The Principality of Wales is part of the United Kingdom of Great Britain and Northern Ireland and, like its Scottish and Northern Irish counterparts, has people who have a fiercely nationalistic outlook.

Since the 1700s, when the Welsh Calvinist Methodist fathers were at their spiritual height, this western region of the UK has been visited by the Lord in revival. These visits dispelled the spiritual darkness that then existed. The ministries of such men as Daniel Rowland, Howell Harris, William Williams, Evan Roberts, and not least John Jones of Talsarn, were notable in this great work. In the early 20th century, Wales was again plunged into spiritual darkness and religious formality, despite the many churches and chapels that were scattered across the country.

In the early 1900s, God blessed the earth again, but, as with all revivals of vital religion, this one too cooled off, resulting in the takeover of the churches by what has become. described as a ‘remnant pseudo-evangelicalism’. .’ All the external trappings of evangelicalism were there, but not the life. Like the church in Sardis in the 90s AD, the church on this earth had a name for being alive but it was dead.

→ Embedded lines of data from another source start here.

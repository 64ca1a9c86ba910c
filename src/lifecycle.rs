// Bookkeeping for the simulation session across page hide/show. Kept free of
// web-sys so it can be exercised on the host.

/// Holds the live session, if any, between `pagehide` and `pageshow`.
pub struct SessionSlot<S> {
    session: Option<S>,
}

impl<S> SessionSlot<S> {
    pub fn new(session: S) -> Self {
        Self {
            session: Some(session),
        }
    }

    pub fn is_live(&self) -> bool {
        self.session.is_some()
    }

    /// End the live session. Returns `false` if it was already ended.
    pub fn hide(&mut self, teardown: impl FnOnce(S)) -> bool {
        match self.session.take() {
            Some(s) => {
                teardown(s);
                true
            }
            None => false,
        }
    }

    /// A page restored from the back/forward cache (`persisted`) gets a fresh
    /// session; a normal first show already has one.
    pub fn show(&mut self, persisted: bool, start: impl FnOnce() -> S) -> bool {
        if !persisted || self.session.is_some() {
            return false;
        }
        self.session = Some(start());
        true
    }
}
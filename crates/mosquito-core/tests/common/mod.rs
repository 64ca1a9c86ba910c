// Recording fake of the audio output used by the tone and tracker tests.

#![allow(dead_code)]
use mosquito_core::{DeviceError, OutputDevice, WaveType};
use std::cell::RefCell;
use std::rc::Rc;

#[derive(Clone, Debug, PartialEq)]
pub enum Call {
    Open,
    Create(WaveType),
    Retune(u32, u32),
    SetGain(u32, f32),
    Release(u32),
    Close,
}

#[derive(Default)]
pub struct Journal {
    pub calls: Vec<Call>,
    pub fail_open: bool,
    next_id: u32,
}

impl Journal {
    pub fn count(&self, pred: impl Fn(&Call) -> bool) -> usize {
        self.calls.iter().filter(|c| pred(c)).count()
    }
}

/// Device handle shared with the test body so calls can be inspected after
/// the engine takes ownership.
#[derive(Clone, Default)]
pub struct FakeDevice {
    pub journal: Rc<RefCell<Journal>>,
}

impl FakeDevice {
    pub fn new() -> Self {
        Self::default()
    }

    pub fn failing() -> Self {
        let d = Self::default();
        d.journal.borrow_mut().fail_open = true;
        d
    }

    pub fn calls(&self) -> Vec<Call> {
        self.journal.borrow().calls.clone()
    }

    pub fn set_fail_open(&self, fail: bool) {
        self.journal.borrow_mut().fail_open = fail;
    }
}

impl OutputDevice for FakeDevice {
    type Tone = u32;

    fn open(&mut self) -> Result<(), DeviceError> {
        let mut j = self.journal.borrow_mut();
        j.calls.push(Call::Open);
        if j.fail_open {
            return Err(DeviceError::Unavailable("permission denied".into()));
        }
        Ok(())
    }

    fn create_tone_source(&mut self, wave: WaveType) -> Result<u32, DeviceError> {
        let mut j = self.journal.borrow_mut();
        j.next_id += 1;
        j.calls.push(Call::Create(wave));
        Ok(j.next_id)
    }

    fn retune(&mut self, tone: &u32, frequency_hz: u32) {
        self.journal
            .borrow_mut()
            .calls
            .push(Call::Retune(*tone, frequency_hz));
    }

    fn set_gain(&mut self, tone: &u32, level: f32) {
        self.journal.borrow_mut().calls.push(Call::SetGain(*tone, level));
    }

    fn stop_and_release(&mut self, tone: u32) {
        self.journal.borrow_mut().calls.push(Call::Release(tone));
    }

    fn close_device(&mut self) {
        self.journal.borrow_mut().calls.push(Call::Close);
    }
}
use crate::constants::{
    LOGIN_FORM_ID, LOGIN_IDENTIFIER_ID, LOGIN_PASSWORD_ID, LOGIN_TOAST_ID, MAX_FREQUENCY_INPUT_ID,
    MIN_FREQUENCY_INPUT_ID, SETTINGS_PREVIEW_ID, SETTINGS_RESET_ID, SETTINGS_SAVE_ID,
    SETTINGS_TOAST_ID, SIMULATION_PATH, WAVE_TYPE_SELECT_ID,
};
use crate::dom;
use crate::labels;
use crate::storage::LocalStorageBackend;
use mosquito_core::{
    AudioSettings, LoginForm, SettingsStore, StoreError, WaveType, DEFAULT_MAX_FREQUENCY_HZ,
    DEFAULT_MIN_FREQUENCY_HZ,
};
use std::cell::RefCell;
use std::rc::Rc;
use web_sys as web;

fn toast(document: &web::Document, element_id: &str, title: &str, body: &str, error: bool) {
    dom::set_text(document, element_id, &format!("{}: {}", title, body));
    dom::set_class(document, element_id, "destructive", error);
    dom::set_hidden(document, element_id, false);
}

/// Raw `(min, max, wave)` as typed; not yet validated.
fn read_settings_form(document: &web::Document) -> (i64, i64, WaveType) {
    let field = |id: &str, default: u32| {
        dom::input_value(document, id)
            .map(|raw| labels::parse_hz_field(&raw, default))
            .unwrap_or_else(|| i64::from(default))
    };
    let wave_type = dom::input_value(document, WAVE_TYPE_SELECT_ID)
        .and_then(|raw| raw.parse::<WaveType>().ok())
        .unwrap_or_default();
    (
        field(MIN_FREQUENCY_INPUT_ID, DEFAULT_MIN_FREQUENCY_HZ),
        field(MAX_FREQUENCY_INPUT_ID, DEFAULT_MAX_FREQUENCY_HZ),
        wave_type,
    )
}

fn fill_settings_form(document: &web::Document, settings: &AudioSettings) {
    dom::set_input_value(
        document,
        MIN_FREQUENCY_INPUT_ID,
        &settings.min_frequency.to_string(),
    );
    dom::set_input_value(
        document,
        MAX_FREQUENCY_INPUT_ID,
        &settings.max_frequency.to_string(),
    );
    dom::set_input_value(document, WAVE_TYPE_SELECT_ID, settings.wave_type.as_str());
    update_preview(
        document,
        (
            settings.min_frequency.into(),
            settings.max_frequency.into(),
            settings.wave_type,
        ),
    );
}

fn update_preview(document: &web::Document, (min_hz, max_hz, wave): (i64, i64, WaveType)) {
    dom::set_text(
        document,
        SETTINGS_PREVIEW_ID,
        &labels::range_preview(min_hz, max_hz, wave.as_str()),
    );
}

pub fn wire_settings_page(document: &web::Document) {
    let store = Rc::new(RefCell::new(SettingsStore::new(LocalStorageBackend::new())));
    fill_settings_form(document, &store.borrow().load_or_default());

    for id in [MIN_FREQUENCY_INPUT_ID, MAX_FREQUENCY_INPUT_ID, WAVE_TYPE_SELECT_ID] {
        let doc = document.clone();
        dom::add_listener(document, id, "input", move |_| {
            update_preview(&doc, read_settings_form(&doc));
        });
    }

    {
        let doc = document.clone();
        let store = store.clone();
        dom::add_click_listener(document, SETTINGS_SAVE_ID, move || {
            let (min_hz, max_hz, wave) = read_settings_form(&doc);
            let saved = AudioSettings::from_fields(min_hz, max_hz, wave)
                .map_err(StoreError::from)
                .and_then(|settings| store.borrow_mut().save(&settings));
            match saved {
                Ok(()) => toast(
                    &doc,
                    SETTINGS_TOAST_ID,
                    "Settings Saved",
                    "Your sound settings have been updated",
                    false,
                ),
                Err(StoreError::Invalid(e)) => {
                    toast(&doc, SETTINGS_TOAST_ID, e.title(), &e.to_string(), true)
                }
                Err(e) => {
                    log::error!("[settings] save failed: {}", e);
                    toast(&doc, SETTINGS_TOAST_ID, "Save Failed", &e.to_string(), true);
                }
            }
        });
    }

    let doc = document.clone();
    dom::add_click_listener(document, SETTINGS_RESET_ID, move || {
        let defaults = store.borrow().reset();
        fill_settings_form(&doc, &defaults);
        toast(
            &doc,
            SETTINGS_TOAST_ID,
            "Settings Reset",
            "Settings have been reset to defaults",
            false,
        );
    });
}

pub fn wire_login_page(document: &web::Document) {
    let doc = document.clone();
    dom::add_listener(document, LOGIN_FORM_ID, "submit", move |ev| {
        ev.prevent_default();
        let form = LoginForm::new(
            dom::input_value(&doc, LOGIN_IDENTIFIER_ID).unwrap_or_default(),
            dom::input_value(&doc, LOGIN_PASSWORD_ID).unwrap_or_default(),
        );
        if let Err(e) = form.validate() {
            toast(&doc, LOGIN_TOAST_ID, "Error", &e.to_string(), true);
            return;
        }
        toast(
            &doc,
            LOGIN_TOAST_ID,
            "Login Successful",
            "Welcome to Mosquito Frequency Control",
            false,
        );
        if let Some(wnd) = web::window() {
            _ = wnd.location().set_href(SIMULATION_PATH);
        }
    });
}
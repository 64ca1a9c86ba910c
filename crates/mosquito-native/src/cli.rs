//! Command-line surface: run the simulation or edit the persisted settings.

use clap::{Parser, Subcommand};
use mosquito_core::WaveType;
use std::path::PathBuf;

#[derive(Parser, Debug)]
#[command(name = "mosquito")]
#[command(about = "Move the cursor toward the target and listen to it buzz", long_about = None)]
pub struct Args {
    /// Directory holding the settings record
    #[arg(long, value_name = "DIR")]
    pub config_dir: Option<PathBuf>,

    #[command(subcommand)]
    pub command: Option<Command>,
}

#[derive(Subcommand, Debug)]
pub enum Command {
    /// Open the simulation window (default)
    Run,
    /// Show or change the tone settings
    Settings {
        #[command(subcommand)]
        action: SettingsAction,
    },
}

#[derive(Subcommand, Debug)]
pub enum SettingsAction {
    /// Print the settings the next session will use
    Show,
    /// Validate and store new settings; omitted fields keep their current value
    Set {
        /// Frequency when the cursor is at the edge of the zone (Hz)
        #[arg(long, value_name = "HZ")]
        min: Option<u32>,
        /// Frequency when the cursor is on the target (Hz)
        #[arg(long, value_name = "HZ")]
        max: Option<u32>,
        /// sine, square, triangle or sawtooth
        #[arg(long, value_name = "WAVE")]
        wave: Option<WaveType>,
    },
    /// Store the default settings
    Reset,
}

#[cfg(test)]
mod tests {
    use super::*;

    #[test]
    fn no_subcommand_means_run() {
        let args = Args::try_parse_from(["mosquito"]).unwrap();
        assert!(args.command.is_none());
    }

    #[test]
    fn set_parses_partial_fields() {
        let args =
            Args::try_parse_from(["mosquito", "settings", "set", "--max", "1500", "--wave", "square"])
                .unwrap();
        match args.command {
            Some(Command::Settings {
                action: SettingsAction::Set { min, max, wave },
            }) => {
                assert_eq!(min, None);
                assert_eq!(max, Some(1500));
                assert_eq!(wave, Some(WaveType::Square));
            }
            other => panic!("unexpected command: {other:?}"),
        }
    }

    #[test]
    fn unknown_wave_is_rejected() {
        assert!(Args::try_parse_from(["mosquito", "settings", "set", "--wave", "noise"]).is_err());
    }
}
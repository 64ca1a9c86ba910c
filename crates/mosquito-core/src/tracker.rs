use crate::mapper::{in_detection_zone, is_close, map_distance_to_frequency, pointer_distance};
use crate::settings::AudioSettings;
use crate::tone::{OutputDevice, ToneEngine};
use glam::Vec2;

/// Source of the target position, read fresh on every pointer event.
pub trait TargetGeometry {
    /// Centre of the target marker in pointer coordinates, or `None` while the
    /// marker is not laid out.
    fn target_center(&self) -> Option<Vec2>;
}

/// Target that never moves. Used by tests and headless drivers.
#[derive(Clone, Copy, Debug)]
pub struct FixedTarget(pub Option<Vec2>);

impl TargetGeometry for FixedTarget {
    fn target_center(&self) -> Option<Vec2> {
        self.0
    }
}

#[derive(Clone, Copy, Debug, Default, PartialEq, Eq)]
pub enum AudioStatus {
    #[default]
    Ready,
    Unavailable,
}

/// Display state published after every handled pointer event.
#[derive(Clone, Copy, Debug, Default, PartialEq)]
pub struct ProximityState {
    pub pointer: Vec2,
    pub distance: u32,
    pub frequency: u32,
    pub is_playing: bool,
    pub is_close: bool,
    pub audio: AudioStatus,
}

type Observer = Box<dyn FnMut(&ProximityState)>;

pub struct ProximityTracker<G, D: OutputDevice> {
    geometry: G,
    engine: ToneEngine<D>,
    settings: AudioSettings,
    state: ProximityState,
    observers: Vec<Observer>,
    // set after a failed acquisition; cleared when the pointer leaves the zone
    audio_blocked: bool,
    torn_down: bool,
}

impl<G: TargetGeometry, D: OutputDevice> ProximityTracker<G, D> {
    pub fn new(geometry: G, device: D, settings: AudioSettings) -> Self {
        log::info!(
            "[tracker] session start {}Hz-{}Hz {}",
            settings.min_frequency,
            settings.max_frequency,
            settings.wave_type
        );
        Self {
            geometry,
            engine: ToneEngine::new(device, settings.wave_type),
            settings,
            state: ProximityState::default(),
            observers: Vec::new(),
            audio_blocked: false,
            torn_down: false,
        }
    }

    pub fn subscribe(&mut self, observer: impl FnMut(&ProximityState) + 'static) {
        self.observers.push(Box::new(observer));
    }

    pub fn state(&self) -> &ProximityState {
        &self.state
    }

    pub fn settings(&self) -> &AudioSettings {
        &self.settings
    }

    pub fn engine(&self) -> &ToneEngine<D> {
        &self.engine
    }

    pub fn is_torn_down(&self) -> bool {
        self.torn_down
    }

    /// Handle one pointer sample. Returns `false` when the event was dropped
    /// (session over or target not laid out yet).
    pub fn on_pointer_move(&mut self, x: f32, y: f32) -> bool {
        if self.torn_down {
            return false;
        }
        let Some(center) = self.geometry.target_center() else {
            return false;
        };

        let pointer = Vec2::new(x, y);
        let distance = pointer_distance(pointer, center);
        let frequency = map_distance_to_frequency(distance, &self.settings);

        if in_detection_zone(distance) {
            if !self.audio_blocked {
                match self.engine.play_at(frequency) {
                    Ok(()) => self.state.audio = AudioStatus::Ready,
                    Err(e) => {
                        log::error!("[tracker] audio unavailable: {}", e);
                        self.audio_blocked = true;
                        self.state.audio = AudioStatus::Unavailable;
                    }
                }
            }
        } else {
            self.engine.stop();
            self.audio_blocked = false;
        }

        self.state.pointer = pointer;
        self.state.distance = distance.round() as u32;
        self.state.frequency = frequency;
        self.state.is_close = is_close(distance);
        self.state.is_playing = self.engine.is_playing();
        self.publish();
        true
    }

    /// Pointer left the tracked surface.
    pub fn on_pointer_leave(&mut self) {
        if self.torn_down {
            return;
        }
        self.engine.stop();
        self.audio_blocked = false;
        self.state.is_playing = false;
        self.publish();
    }

    pub fn teardown(&mut self) {
        if self.torn_down {
            return;
        }
        self.engine.stop();
        self.engine.teardown();
        self.torn_down = true;
        self.state.is_playing = false;
        self.observers.clear();
        log::info!("[tracker] session ended");
    }

    fn publish(&mut self) {
        let snapshot = self.state;
        for observer in self.observers.iter_mut() {
            observer(&snapshot);
        }
    }
}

The Lloyd-Jones family belonged to the Welsh Calvinist Methodist Church in Llangeitho. The Connexion can trace its beginnings to the mid-1700s, when the Christian churches in Britain split into two main groups: the Arminians under John Wesley (1703-1791) were the Methodists, and the Calvinists under George Whitefield (1714-1770). they were the Presbyterians, Congregationalists, and Baptists. Both groups faced their own particular problems. The Methodists emphasized the free will of men and ignored the need for depraved men to be sovereignly regenerated by God’s effectual call. Calvinists also faced challenges; while emphasizing the sovereignty of God in salvation, they degenerated into a hyper-Calvinism in which there was no longer any gospel for a lost humanity. They denied the free offer of salvation to all men through Christ the Savior of the world, thereby marginalizing the need for evangelism and missions.

The church minister at Llangeitho encouraged the three Lloyd-Jones boys to join the church as members in 1914. This denomination had grown cold spiritually, and during Martyn’s childhood and adolescence much of the lives of the revivals of 1904/5 had become a dim memory. The religion in which they were raised was spiritually lifeless, and this had a negative effect on the three boys.